//! Product and category image references.
//!
//! The API stores images in two shapes: a bare URL string (legacy records
//! and hand-entered admin data) or an upload record carrying `detail` and
//! `thumb` renditions. Both are accepted everywhere an image can appear.

use serde::{Deserialize, Serialize};

/// Image shown when a product or category has nothing resolvable.
pub const PLACEHOLDER_IMAGE: &str = "/placeholder.svg";

/// One rendition of an uploaded image.
#[derive(Debug, Clone, Default, PartialEq, Eq, Serialize, Deserialize)]
#[serde(rename_all = "camelCase")]
pub struct ImageRef {
    /// Public URL of the rendition.
    #[serde(default, skip_serializing_if = "Option::is_none")]
    pub url: Option<String>,
    /// Stored file name.
    #[serde(default, skip_serializing_if = "Option::is_none")]
    pub filename: Option<String>,
    /// Whether the upload service deduplicated this file.
    #[serde(default, skip_serializing_if = "Option::is_none")]
    pub reused: Option<bool>,
}

impl ImageRef {
    fn url(&self) -> Option<&str> {
        self.url.as_deref().filter(|u| !u.is_empty())
    }
}

/// An image as the API represents it.
#[derive(Debug, Clone, PartialEq, Eq, Serialize, Deserialize)]
#[serde(untagged)]
pub enum Image {
    /// A plain URL string.
    PlainUrl(String),
    /// An upload record with optional renditions.
    #[serde(rename_all = "camelCase")]
    Structured {
        #[serde(default, skip_serializing_if = "Option::is_none")]
        detail: Option<ImageRef>,
        #[serde(default, skip_serializing_if = "Option::is_none")]
        thumb: Option<ImageRef>,
        #[serde(default, skip_serializing_if = "Option::is_none")]
        filename: Option<String>,
        #[serde(default, skip_serializing_if = "Option::is_none")]
        alt: Option<String>,
        #[serde(default, skip_serializing_if = "Option::is_none")]
        is_primary: Option<bool>,
    },
}

impl Image {
    /// Build a structured image from upload results.
    #[must_use]
    pub fn uploaded(detail_url: Option<String>, thumb_url: Option<String>) -> Self {
        let rendition = |url: Option<String>| {
            url.map(|url| ImageRef {
                url: Some(url),
                ..ImageRef::default()
            })
        };
        Self::Structured {
            detail: rendition(detail_url),
            thumb: rendition(thumb_url),
            filename: None,
            alt: None,
            is_primary: None,
        }
    }

    /// URL for full-size display: the detail rendition, then the thumbnail.
    #[must_use]
    pub fn display_url(&self) -> Option<&str> {
        match self {
            Self::PlainUrl(url) => Some(url.as_str()).filter(|u| !u.is_empty()),
            Self::Structured { detail, thumb, .. } => detail
                .as_ref()
                .and_then(ImageRef::url)
                .or_else(|| thumb.as_ref().and_then(ImageRef::url)),
        }
    }

    /// URL for small previews: the thumbnail, then the detail rendition.
    #[must_use]
    pub fn thumb_url(&self) -> Option<&str> {
        match self {
            Self::PlainUrl(_) => self.display_url(),
            Self::Structured { detail, thumb, .. } => thumb
                .as_ref()
                .and_then(ImageRef::url)
                .or_else(|| detail.as_ref().and_then(ImageRef::url)),
        }
    }

    fn is_primary(&self) -> bool {
        matches!(
            self,
            Self::Structured {
                is_primary: Some(true),
                ..
            }
        )
    }
}

impl From<&str> for Image {
    fn from(url: &str) -> Self {
        Self::PlainUrl(url.to_owned())
    }
}

/// Pick the URL to display for an ordered image list.
///
/// An image flagged primary wins if it resolves; otherwise the first image
/// that resolves to a URL is used, falling back to [`PLACEHOLDER_IMAGE`].
#[must_use]
pub fn resolve_display_url(images: &[Image]) -> &str {
    images
        .iter()
        .filter(|img| img.is_primary())
        .find_map(Image::display_url)
        .or_else(|| images.iter().find_map(Image::display_url))
        .unwrap_or(PLACEHOLDER_IMAGE)
}
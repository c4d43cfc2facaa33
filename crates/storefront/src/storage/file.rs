//! File-backed storage: one `<key>.json` file per key.

use std::fs;
use std::io::ErrorKind;
use std::path::{Path, PathBuf};

use tokio::runtime::{Handle, RuntimeFlavor};

use super::{KeyValueStore, StorageError};

/// A [`KeyValueStore`] that writes each key to its own file.
///
/// Writes go to a temporary sibling first and are renamed into place, so a
/// crash mid-write leaves the previous value intact.
///
/// Callers hold the cart or address book lock while writing. On a
/// multi-threaded Tokio runtime, writes and removals run through
/// [`tokio::task::block_in_place`] so the worker's other tasks move to
/// another thread for the duration.
#[derive(Debug, Clone)]
pub struct FileStore {
    dir: PathBuf,
}

impl FileStore {
    /// Open (and create if needed) a store rooted at `dir`.
    ///
    /// # Errors
    ///
    /// Returns an error if the directory cannot be created.
    pub fn open(dir: impl Into<PathBuf>) -> Result<Self, StorageError> {
        let dir = dir.into();
        fs::create_dir_all(&dir)?;
        Ok(Self { dir })
    }

    /// Directory holding the stored files.
    #[must_use]
    pub fn dir(&self) -> &Path {
        &self.dir
    }

    fn path_for(&self, key: &str) -> Result<PathBuf, StorageError> {
        let valid = !key.is_empty()
            && key
                .chars()
                .all(|c| c.is_ascii_alphanumeric() || c == '_' || c == '-');
        if !valid {
            return Err(StorageError::InvalidKey(key.to_owned()));
        }
        Ok(self.dir.join(format!("{key}.json")))
    }
}

impl KeyValueStore for FileStore {
    fn get(&self, key: &str) -> Option<String> {
        let path = self.path_for(key).ok()?;
        match fs::read_to_string(&path) {
            Ok(contents) => Some(contents),
            Err(e) if e.kind() == ErrorKind::NotFound => None,
            Err(e) => {
                tracing::warn!(path = %path.display(), error = %e, "Failed to read stored value");
                None
            }
        }
    }

    fn set(&self, key: &str, value: &str) -> Result<(), StorageError> {
        let path = self.path_for(key)?;
        blocking(|| {
            let tmp = path.with_extension("json.tmp");
            fs::write(&tmp, value)?;
            fs::rename(&tmp, &path)?;
            Ok(())
        })
    }

    fn remove(&self, key: &str) -> Result<(), StorageError> {
        let path = self.path_for(key)?;
        blocking(|| match fs::remove_file(path) {
            Err(e) if e.kind() != ErrorKind::NotFound => Err(e.into()),
            _ => Ok(()),
        })
    }
}

/// Run blocking file IO, handing this worker's tasks off first when called
/// from a multi-threaded runtime.
fn blocking<T>(f: impl FnOnce() -> T) -> T {
    match Handle::try_current() {
        Ok(handle) if handle.runtime_flavor() == RuntimeFlavor::MultiThread => {
            tokio::task::block_in_place(f)
        }
        _ => f(),
    }
}

#[cfg(test)]
#[allow(clippy::unwrap_used)]
mod tests {
    use super::*;

    #[test]
    fn test_set_get_remove() {
        let dir = tempfile::tempdir().unwrap();
        let store = FileStore::open(dir.path().join("data")).unwrap();

        assert_eq!(store.get("cart_items"), None);

        store.set("cart_items", "[]").unwrap();
        assert_eq!(store.get("cart_items").as_deref(), Some("[]"));
        assert!(store.dir().join("cart_items.json").exists());

        store.set("cart_items", "[1]").unwrap();
        assert_eq!(store.get("cart_items").as_deref(), Some("[1]"));

        store.remove("cart_items").unwrap();
        assert_eq!(store.get("cart_items"), None);
        store.remove("cart_items").unwrap();
    }

    #[test]
    fn test_rejects_path_like_keys() {
        let dir = tempfile::tempdir().unwrap();
        let store = FileStore::open(dir.path()).unwrap();

        assert!(matches!(
            store.set("../escape", "x"),
            Err(StorageError::InvalidKey(_))
        ));
        assert_eq!(store.get("../escape"), None);
    }

    #[tokio::test(flavor = "multi_thread", worker_threads = 2)]
    async fn test_writes_inside_multi_thread_runtime() {
        let dir = tempfile::tempdir().unwrap();
        let store = FileStore::open(dir.path()).unwrap();

        store.set("cart_items", "[2]").unwrap();
        assert_eq!(store.get("cart_items").as_deref(), Some("[2]"));
        store.remove("cart_items").unwrap();
        assert_eq!(store.get("cart_items"), None);
    }

    #[tokio::test]
    async fn test_writes_inside_current_thread_runtime() {
        let dir = tempfile::tempdir().unwrap();
        let store = FileStore::open(dir.path()).unwrap();

        store.set("cart_items", "[3]").unwrap();
        assert_eq!(store.get("cart_items").as_deref(), Some("[3]"));
    }

    #[test]
    fn test_values_survive_reopen() {
        let dir = tempfile::tempdir().unwrap();
        FileStore::open(dir.path())
            .unwrap()
            .set("auth_token", "\"abc\"")
            .unwrap();

        let reopened = FileStore::open(dir.path()).unwrap();
        assert_eq!(reopened.get("auth_token").as_deref(), Some("\"abc\""));
    }
}
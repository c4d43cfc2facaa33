//! Cache types for catalog API responses.

use shapeshift_core::{Category, Product};

/// Cached value types.
#[derive(Debug, Clone)]
pub enum CacheValue {
    Products(Vec<Product>),
    Categories(Vec<Category>),
}

/// Cache key for the category listing.
pub const CATEGORIES_KEY: &str = "categories";
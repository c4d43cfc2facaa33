//! Catalog refresh and admin mutations against the mock catalog API.

#![allow(clippy::unwrap_used, clippy::indexing_slicing)]

use std::sync::{Arc, Mutex};

use rust_decimal::Decimal;
use secrecy::SecretString;
use shapeshift_core::{CategoryId, CategoryInput, Price, ProductId, ProductInput, ProductPatch};
use shapeshift_integration_tests::{MockCatalogApi, PASSWORD};
use shapeshift_storefront::api::{ApiClient, ApiConfig, ApiError, ProductQuery, UploadFile};
use shapeshift_storefront::catalog::{CatalogError, CatalogStore};
use shapeshift_storefront::services::{CatalogService, CatalogServiceError};
use shapeshift_storefront::storage::MemoryStore;

struct Fixture {
    api: MockCatalogApi,
    service: CatalogService,
    store: Arc<Mutex<CatalogStore>>,
}

impl Fixture {
    async fn new() -> Self {
        let api = MockCatalogApi::spawn().await;
        let client = ApiClient::new(
            &ApiConfig::new(api.base_url().clone()),
            Arc::new(MemoryStore::new()),
        )
        .unwrap();
        let store = Arc::new(Mutex::new(CatalogStore::new()));
        let service = CatalogService::new(client, store.clone(), ProductQuery::default());
        Self {
            api,
            service,
            store,
        }
    }

    async fn logged_in() -> Self {
        let fixture = Self::new().await;
        fixture
            .service
            .api()
            .login("admin@example.com", &SecretString::from(PASSWORD.to_owned()))
            .await
            .unwrap();
        fixture
    }

    fn product_ids(&self) -> Vec<String> {
        let store = self.store.lock().unwrap();
        store.products().map(|p| p.id.to_string()).collect()
    }

    fn category_ids(&self) -> Vec<String> {
        let store = self.store.lock().unwrap();
        store.categories().map(|c| c.id.to_string()).collect()
    }
}

fn product_input() -> ProductInput {
    ProductInput {
        name: "Creatine Monohydrate".to_string(),
        description: "Micronised".to_string(),
        mrp: Price::from_units(1499),
        price: Price::from_units(1199),
        discount_percent: Some(Decimal::from(20)),
        category: CategoryId::from("supplements"),
        brand: Some("ShapeShift".to_string()),
        images: Vec::new(),
        variants: Vec::new(),
        specifications: std::collections::BTreeMap::new(),
        tags: vec!["new".to_string()],
        is_active: Some(true),
    }
}

// =============================================================================
// Refresh
// =============================================================================

#[tokio::test]
async fn test_refresh_replaces_store() {
    let fixture = Fixture::new().await;

    let (products, categories) = fixture.service.refresh().await.unwrap();
    assert_eq!(products, 3);
    assert_eq!(categories, 3);

    assert_eq!(
        fixture.product_ids(),
        ["clean-whey-mango", "uc-cc-cream", "retired-bar"]
    );
    assert_eq!(
        fixture.category_ids(),
        ["all", "supplements", "protein", "makeup"]
    );

    let store = fixture.store.lock().unwrap();
    let whey = store.product(&ProductId::from("clean-whey-mango")).unwrap();
    assert_eq!(whey.category.as_str(), "protein");
    assert_eq!(whey.variant_label(), "Mango Twist");
    let protein = store.category(&CategoryId::from("protein")).unwrap();
    assert_eq!(protein.parent_category, Some(CategoryId::from("supplements")));
}

#[tokio::test]
async fn test_listing_query_sent_upstream() {
    let fixture = Fixture::new().await;
    fixture.service.set_query(ProductQuery {
        search: Some("whey".to_string()),
        category: Some(CategoryId::all()),
        ..ProductQuery::default()
    });

    fixture.service.refresh_products().await.unwrap();
    assert_eq!(fixture.api.count("GET /api/v1/products"), 1);
}

#[tokio::test]
async fn test_failed_refresh_leaves_store_untouched() {
    let fixture = Fixture::new().await;
    fixture.service.refresh().await.unwrap();

    fixture.api.with_data(|data| {
        data.products_status = 503;
        data.categories.clear();
    });
    let err = fixture.service.refresh().await.unwrap_err();
    assert_eq!(err.status(), Some(503));

    // Products failed and were kept; categories succeeded and were applied.
    assert_eq!(fixture.product_ids().len(), 3);
    assert_eq!(fixture.category_ids(), ["all"]);
}

#[tokio::test]
async fn test_refresh_bypasses_listing_cache() {
    let fixture = Fixture::new().await;
    fixture.service.refresh().await.unwrap();
    fixture.service.refresh().await.unwrap();

    assert_eq!(fixture.api.count("GET /api/v1/products"), 2);
    assert_eq!(fixture.api.count("GET /api/v1/categories"), 2);
}

#[tokio::test]
async fn test_plain_listing_is_cached() {
    let fixture = Fixture::new().await;
    let client = fixture.service.api();
    let query = ProductQuery::default();

    client.list_products(&query).await.unwrap();
    client.list_products(&query).await.unwrap();
    assert_eq!(fixture.api.count("GET /api/v1/products"), 1);
}

// =============================================================================
// Mutations
// =============================================================================

#[tokio::test]
async fn test_create_product_refreshes_store() {
    let fixture = Fixture::logged_in().await;

    let product = fixture
        .service
        .create_product(&product_input())
        .await
        .unwrap();
    assert_eq!(product.id.as_str(), "p-1");
    assert_eq!(product.price, Price::from_units(1199));

    assert!(fixture.product_ids().contains(&"p-1".to_string()));
    assert_eq!(fixture.api.count("GET /api/v1/products"), 1);
}

#[tokio::test]
async fn test_update_product_refreshes_store() {
    let fixture = Fixture::logged_in().await;
    fixture.service.refresh().await.unwrap();

    let patch = ProductPatch {
        is_active: Some(true),
        ..ProductPatch::default()
    };
    let product = fixture
        .service
        .update_product(&ProductId::from("retired-bar"), &patch)
        .await
        .unwrap();
    assert!(product.is_active);

    let store = fixture.store.lock().unwrap();
    assert_eq!(store.active_products().count(), 3);
}

#[tokio::test]
async fn test_delete_product_refreshes_store() {
    let fixture = Fixture::logged_in().await;
    fixture.service.refresh().await.unwrap();

    fixture
        .service
        .delete_product(&ProductId::from("uc-cc-cream"))
        .await
        .unwrap();
    assert_eq!(fixture.product_ids(), ["clean-whey-mango", "retired-bar"]);
}

#[tokio::test]
async fn test_mutation_without_login_is_rejected() {
    let fixture = Fixture::new().await;
    fixture.service.refresh().await.unwrap();

    let err = fixture
        .service
        .delete_product(&ProductId::from("uc-cc-cream"))
        .await
        .unwrap_err();
    assert!(err.is_auth_failure());
    assert_eq!(fixture.product_ids().len(), 3);
}

#[tokio::test]
async fn test_create_and_delete_category() {
    let fixture = Fixture::logged_in().await;

    let input = CategoryInput {
        name: "pre-workout".to_string(),
        display_name: "Pre Workout".to_string(),
        parent_category: Some(CategoryId::from("supplements")),
        level: Some(1),
        ..CategoryInput::default()
    };
    let category = fixture.service.create_category(&input).await.unwrap();
    assert_eq!(category.id.as_str(), "pre-workout");
    assert!(fixture.category_ids().contains(&"pre-workout".to_string()));

    fixture
        .service
        .delete_category(&CategoryId::from("pre-workout"))
        .await
        .unwrap();
    assert!(!fixture.category_ids().contains(&"pre-workout".to_string()));
}

#[tokio::test]
async fn test_delete_wildcard_category_makes_no_request() {
    let fixture = Fixture::logged_in().await;
    let before = fixture.api.requests().len();

    let err = fixture
        .service
        .delete_category(&CategoryId::all())
        .await
        .unwrap_err();
    assert!(matches!(
        err,
        CatalogServiceError::Catalog(CatalogError::WildcardCategory)
    ));
    assert_eq!(fixture.api.requests().len(), before);
}

#[tokio::test]
async fn test_get_category_with_embedded_parent() {
    let fixture = Fixture::new().await;
    let category = fixture
        .service
        .api()
        .get_category(&CategoryId::from("protein"))
        .await
        .unwrap();
    assert_eq!(category.label(), "Protein");
    assert_eq!(category.parent_category, Some(CategoryId::from("supplements")));
    assert!(!category.is_top_level());
}

#[tokio::test]
async fn test_get_missing_product() {
    let fixture = Fixture::new().await;
    let err = fixture
        .service
        .api()
        .get_product(&ProductId::from("ghost"))
        .await
        .unwrap_err();
    assert!(matches!(err, ApiError::Status { status: 404, .. }));
}

// =============================================================================
// Uploads
// =============================================================================

#[tokio::test]
async fn test_upload_files() {
    let fixture = Fixture::logged_in().await;
    let file = UploadFile {
        file_name: "whey.png".to_string(),
        content_type: Some("image/png".to_string()),
        bytes: b"\x89PNG".to_vec(),
    };

    let uploaded = fixture.service.api().upload_files(vec![file]).await.unwrap();
    assert_eq!(uploaded.len(), 1);
    assert_eq!(
        uploaded[0].detail_url.as_deref(),
        Some("https://cdn.example/d-1.webp")
    );
    assert_eq!(uploaded[0].original_name.as_deref(), Some("whey.png"));
    assert!(!uploaded[0].reused);
    assert_eq!(fixture.api.count("POST /api/v1/uploads"), 1);
}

_PROMPT_:
Please give the number of lines above containing "filter" and nothing else.

_FINISHED EXERCISE_:
3